LSM Tree Indexes
Converting Random I/O to Sequential Throughput
LSM (Log-Structured Merge) Trees are designed for massive write volumes. They avoid the overhead of random disk updates by batching changes in memory and flushing them as sorted files.
Block 1: The Atomic Unit of Data
Before looking at the system, let's look at the unit. Every record in an LSM tree is a simple (Key, Value) pair, often with a Timestamp.
Use Case: Real-time "Song Play" Counting
To make this concrete, let's track the number of plays on viral songs.
-
Key: Song ID (e.g.,
S_102) -
Value: Increment (e.g.,
+1play)
(S_102, +1, 13:42:05)Value: +1 Play
Time: 1:42 PM
Block 2: The Production Path (Snapshot @ 1:44 PM)
Data flows from RAM to Disk. In this example, it's 1:44 PM. We see the results of user actions, 15-minute flushes, and hourly compactions.
Block 3: The Consumption Path (Merge on Read)
Because play counts for Song 75 are scattered across RAM and Disk, a query must perform a cross-tier "Merge on Read".
Core Concept Definitions
The LSM tree's performance is governed by four primary operations:
-
Flush: The process of taking a full MemTable in RAM, sorting it, and writing it as a single immutable SSTable on disk.
-
Merge on Read: The logic of scanning all possible locations for a key (RAM, Level 0, Level 1) and combining the results to return the current state.
-
Compaction: A background task that reads multiple SSTables and merges them into a single, larger SSTable, effectively removing duplicates and deleted records.
-
Policy: The rules governing when and how to compact.
LSM State Functions: Defining "The Truth"
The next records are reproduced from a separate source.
//! End-to-end tests over a CSV data directory
//!
//! The fixture holds seven players in two series, each series with one
//! 4-seat and one 3-seat table.

use chrono::{NaiveDate, NaiveTime};
use rand::rngs::StdRng;
use rand::SeedableRng;
use skat_tournament::store::{
    PlayerRepository, ResultRepository, SeriesRepository, TableRepository,
};
use skat_tournament::{
    rank_rows, CsvStore, GameResult, NewPlayer, NewSeries, ResultKey, ResultUpdate, SkatError,
    SortKey, Table, TableKey, Tournament,
};
use tempfile::TempDir;

const RESULTS: [(u32, u32, i64, u32, u32); 14] = [
    (1, 6, 50, 7, 3),
    (1, 3, 450, 5, 1),
    (1, 4, 250, 2, 2),
    (1, 1, 100, 3, 2),
    (1, 5, 700, 3, 1),
    (2, 1, 500, 1, 2),
    (1, 2, 200, 3, 4),
    (1, 7, 350, 2, 1),
    (2, 7, 200, 4, 2),
    (2, 2, 300, 4, 5),
    (2, 3, 730, 9, 4),
    (2, 5, 440, 5, 1),
    (2, 6, 240, 2, 0),
    (2, 4, 100, 2, 0),
];

fn fixture() -> (TempDir, Tournament<CsvStore>) {
    let dir = tempfile::tempdir().unwrap();
    let mut store = CsvStore::open(dir.path()).unwrap();

    for i in 1..=7 {
        store
            .add_player(NewPlayer::new(format!("P{}", i)).with_remarks("rem"))
            .unwrap();
    }

    let first = NaiveDate::from_ymd_opt(2024, 2, 4).unwrap();
    let second = NaiveDate::from_ymd_opt(2024, 2, 11).unwrap();
    store
        .add_series(NewSeries::new("Nr1", first.and_time(NaiveTime::MIN)))
        .unwrap();
    store
        .add_series(NewSeries::new("Nr2", second.and_time(NaiveTime::MIN)))
        .unwrap();

    for (series_id, player_id, points, won, lost) in RESULTS {
        store
            .add_result(GameResult::new(series_id, player_id, points, won, lost))
            .unwrap();
    }

    store.add_table(Table::new(1, 1, vec![2, 4, 6, 7]).unwrap()).unwrap();
    store.add_table(Table::new(1, 2, vec![1, 3, 5]).unwrap()).unwrap();
    store.add_table(Table::new(2, 1, vec![1, 3, 4, 7]).unwrap()).unwrap();
    store.add_table(Table::new(2, 2, vec![2, 5, 6]).unwrap()).unwrap();

    (dir, Tournament::new(store))
}

#[test]
fn test_data_survives_reopen() {
    let (dir, _tournament) = fixture();
    let store = CsvStore::open(dir.path()).unwrap();

    assert_eq!(store.all_players().unwrap().len(), 7);
    assert_eq!(store.get_player(5).unwrap().name, "P5");
    assert_eq!(store.get_player(5).unwrap().remarks, "rem");
    assert_eq!(store.all_series().unwrap().len(), 2);
    assert_eq!(store.all_results().unwrap().len(), 14);
    assert_eq!(store.tables_for_series(2).unwrap().len(), 2);

    let result = store.get_result(ResultKey::new(1, 6)).unwrap();
    assert_eq!((result.points, result.won, result.lost), (50, 7, 3));
}

#[test]
fn test_result_add_update_remove() {
    let (_dir, mut tournament) = fixture();
    let store = tournament.store_mut();

    let err = store.add_result(GameResult::new(1, 6, 100, 1, 1)).unwrap_err();
    assert!(matches!(err, SkatError::InvalidInput(_)));

    let update = ResultUpdate {
        points: Some(150),
        ..Default::default()
    };
    store.update_result(ResultKey::new(1, 6), update).unwrap();
    let update = ResultUpdate {
        won: Some(1),
        ..Default::default()
    };
    let result = store.update_result(ResultKey::new(1, 6), update).unwrap();
    assert_eq!((result.points, result.won, result.lost), (150, 1, 3));

    assert!(store.remove_result(ResultKey::new(1, 15)).unwrap_err().is_not_found());
    store.remove_result(ResultKey::new(1, 6)).unwrap();
    assert!(store.get_result(ResultKey::new(1, 6)).unwrap_err().is_not_found());
}

#[test]
fn test_opponents_lost() {
    let (_dir, tournament) = fixture();
    assert_eq!(tournament.opponents_lost(1, 2).unwrap(), 6);
    assert_eq!(tournament.opponents_lost(1, 1).unwrap(), 2);
    assert_eq!(tournament.opponents_lost(2, 1).unwrap(), 6);
}

#[test]
fn test_evaluate_results() {
    let (_dir, tournament) = fixture();
    let rows = tournament.evaluate_results().unwrap();

    assert_eq!(rows.len(), 14);
    for row in &rows {
        assert!(row.won_points >= 0 && row.won_points % 50 == 0);
        assert!(row.lost_points <= 0 && row.lost_points % 50 == 0);
        assert_eq!(
            row.score,
            row.points + row.won_points + row.lost_points + row.opponents_lost_points
        );
    }

    let keys: Vec<ResultKey> = rows.iter().map(|r| r.key()).collect();
    let mut sorted = keys.clone();
    sorted.sort();
    assert_eq!(keys, sorted);

    // 4-seat table: 200 + 3*50 - 4*50 + 6*30
    let row = rows.iter().find(|r| r.key() == ResultKey::new(1, 2)).unwrap();
    assert_eq!(row.table_size, 4);
    assert_eq!(row.score, 330);

    // 3-seat table: 100 + 3*50 - 2*50 + 2*40
    let row = rows.iter().find(|r| r.key() == ResultKey::new(1, 1)).unwrap();
    assert_eq!(row.table_size, 3);
    assert_eq!(row.opponents_lost_points, 80);
    assert_eq!(row.score, 230);
}

#[test]
fn test_evaluate_total() {
    let (_dir, tournament) = fixture();
    let totals = tournament.evaluate_total().unwrap();

    assert_eq!(totals.rows.len(), 7);
    assert_eq!(totals.series_ids, vec![1, 2]);
    for row in &totals.rows {
        assert!(row.total.won_points >= 0 && row.total.won_points % 50 == 0);
        assert!(row.total.lost_points <= 0 && row.total.lost_points % 50 == 0);
    }

    // 230 in series 1, 500 + 50 - 100 + 6*30 = 630 in series 2
    let player1 = totals.get(1).unwrap();
    assert_eq!(player1.per_series.len(), 2);
    assert_eq!(player1.total.score, 860);
}

#[test]
fn test_evaluate_series_ranking() {
    let (_dir, tournament) = fixture();
    let rows = tournament.evaluate_series(1).unwrap();
    assert_eq!(rows.len(), 7);
    assert!(rows.iter().all(|r| r.series_id == 1));

    let standings = rank_rows(&rows, SortKey::Score, false);
    assert_eq!(standings[0].position, 1);
    assert!(standings.windows(2).all(|w| w[0].row.score >= w[1].row.score));
}

#[test]
fn test_evaluation_needs_seating() {
    let (_dir, mut tournament) = fixture();
    tournament
        .store_mut()
        .remove_table(TableKey::new(1, 2))
        .unwrap();

    let err = tournament.evaluate_results().unwrap_err();
    assert!(matches!(err, SkatError::DataInconsistency(_)));
}

#[test]
fn test_shuffle_roster() {
    let (dir, mut tournament) = fixture();
    let mut rng = StdRng::seed_from_u64(42);

    let err = tournament.shuffle_series_roster(1, &mut rng).unwrap_err();
    assert!(matches!(err, SkatError::InvalidInput(_)));

    tournament.add_all_players_to_series(1).unwrap();
    let tables = tournament.shuffle_series_roster(1, &mut rng).unwrap();
    assert_eq!(tables.len(), 2);

    let store = CsvStore::open(dir.path()).unwrap();
    assert_eq!(store.get_table(TableKey::new(1, 1)).unwrap().size(), 4);
    assert_eq!(store.get_table(TableKey::new(1, 2)).unwrap().size(), 3);
    assert_eq!(store.tables_for_series(1).unwrap(), tables);
    assert_eq!(store.tables_for_series(2).unwrap().len(), 2);
}

#[test]
fn test_remove_series_cascades_on_disk() {
    let (dir, mut tournament) = fixture();
    tournament.remove_series(1).unwrap();

    let store = CsvStore::open(dir.path()).unwrap();
    assert!(store.get_series(1).unwrap_err().is_not_found());
    assert!(store.tables_for_series(1).unwrap().is_empty());
    assert!(store.results_for_series(1).unwrap().is_empty());
    assert_eq!(store.results_for_series(2).unwrap().len(), 7);
}

#[test]
fn test_remove_player_cascade_keeps_evaluation_working() {
    let (dir, mut tournament) = fixture();

    // Player 3 sits at the 3-seat table of series 1
    let err = tournament.remove_player_cascade(3).unwrap_err();
    assert!(matches!(err, SkatError::InvalidInput(_)));
    assert_eq!(tournament.store().all_results().unwrap().len(), 14);

    // Player 7 only sits at 4-seat tables
    tournament.remove_player_cascade(7).unwrap();
    let store = CsvStore::open(dir.path()).unwrap();
    assert!(store.get_player(7).unwrap_err().is_not_found());
    assert_eq!(store.all_results().unwrap().len(), 12);
    assert_eq!(
        store.get_table(TableKey::new(1, 1)).unwrap().player_ids(),
        &[2, 4, 6]
    );
    assert_eq!(
        store.get_table(TableKey::new(2, 1)).unwrap().player_ids(),
        &[1, 3, 4]
    );

    let rows = tournament.evaluate_results().unwrap();
    assert_eq!(rows.len(), 12);

    // Now at a 3-seat table: 200 + 3*50 - 4*50 + (2 + 3)*40
    let row = rows.iter().find(|r| r.key() == ResultKey::new(1, 2)).unwrap();
    assert_eq!(row.table_size, 3);
    assert_eq!(row.score, 350);
}

#[test]
fn test_failed_series_removal_can_be_retried() {
    let (dir, mut tournament) = fixture();

    // A directory in place of results.csv makes saving results fail
    let results_path = dir.path().join("results.csv");
    std::fs::remove_file(&results_path).unwrap();
    std::fs::create_dir(&results_path).unwrap();

    assert!(tournament.remove_series(1).is_err());
    assert!(tournament.store().get_series(1).is_ok());
    let series_file = std::fs::read_to_string(dir.path().join("series.csv")).unwrap();
    assert!(series_file.contains("Nr1"));

    std::fs::remove_dir(&results_path).unwrap();
    tournament.remove_series(1).unwrap();
    assert!(tournament.store().get_series(1).unwrap_err().is_not_found());
    assert!(tournament.store().results_for_series(1).unwrap().is_empty());
}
The "State" of a record isn't stored; it is calculated. Depending on your application, you choose a different merge function:
| Pattern | Logic | Use Case Example |
|---|---|---|
| Cumulative (Counting) | $SUM(v_1, v_2, ..., v_n)$ | Song Play Counts: Summing +1 fragments across files. |
| Latest Wins (Upsert) | $MAX(timestamp)$ | User Profiles: The most recent update "deletes" older values. |
| Statistical (Averages) | $Sum(sums), Sum(counts)$ | Sensor Monitoring: Maintaining rolling averages of temps. |
| Retention (TTL) | $Filter(time > now - W)$ | Session Logs: Automatically dropping data older than 24h. |
Decision Matrix
| Aspect | B+Tree Index | LSM Tree Index |
|---|---|---|
| Primary I/O Pattern | Random Disk Seek | Sequential Throughput |
| Write Cost | Expensive (Random) | Negligible (Buffered) |
| Read Cost | Predicted (Fixed) | Variable (Hunt across levels) |
| Fragmentation | Low (Internal) | High (External - requires cleaning) |
| Best For | Banking, ERP, OLTP | Analytics, Logs, Real-time Counters |
Key Takeaways
-
Sequential is King: LSM converts chaotic random writes into a high-speed stream of sequential data.
-
State is Computed: In an LSM tree, the "truth" isn't stored in one place; it is calculated by merging current fragments.
-
The Compaction Tax: We pay for fast writes by performing background merges to keep read performance stable.
-
Real Systems: If you use Spanner, Cassandra, RocksDB, or Bigtable, you are using an LSM tree under the hood.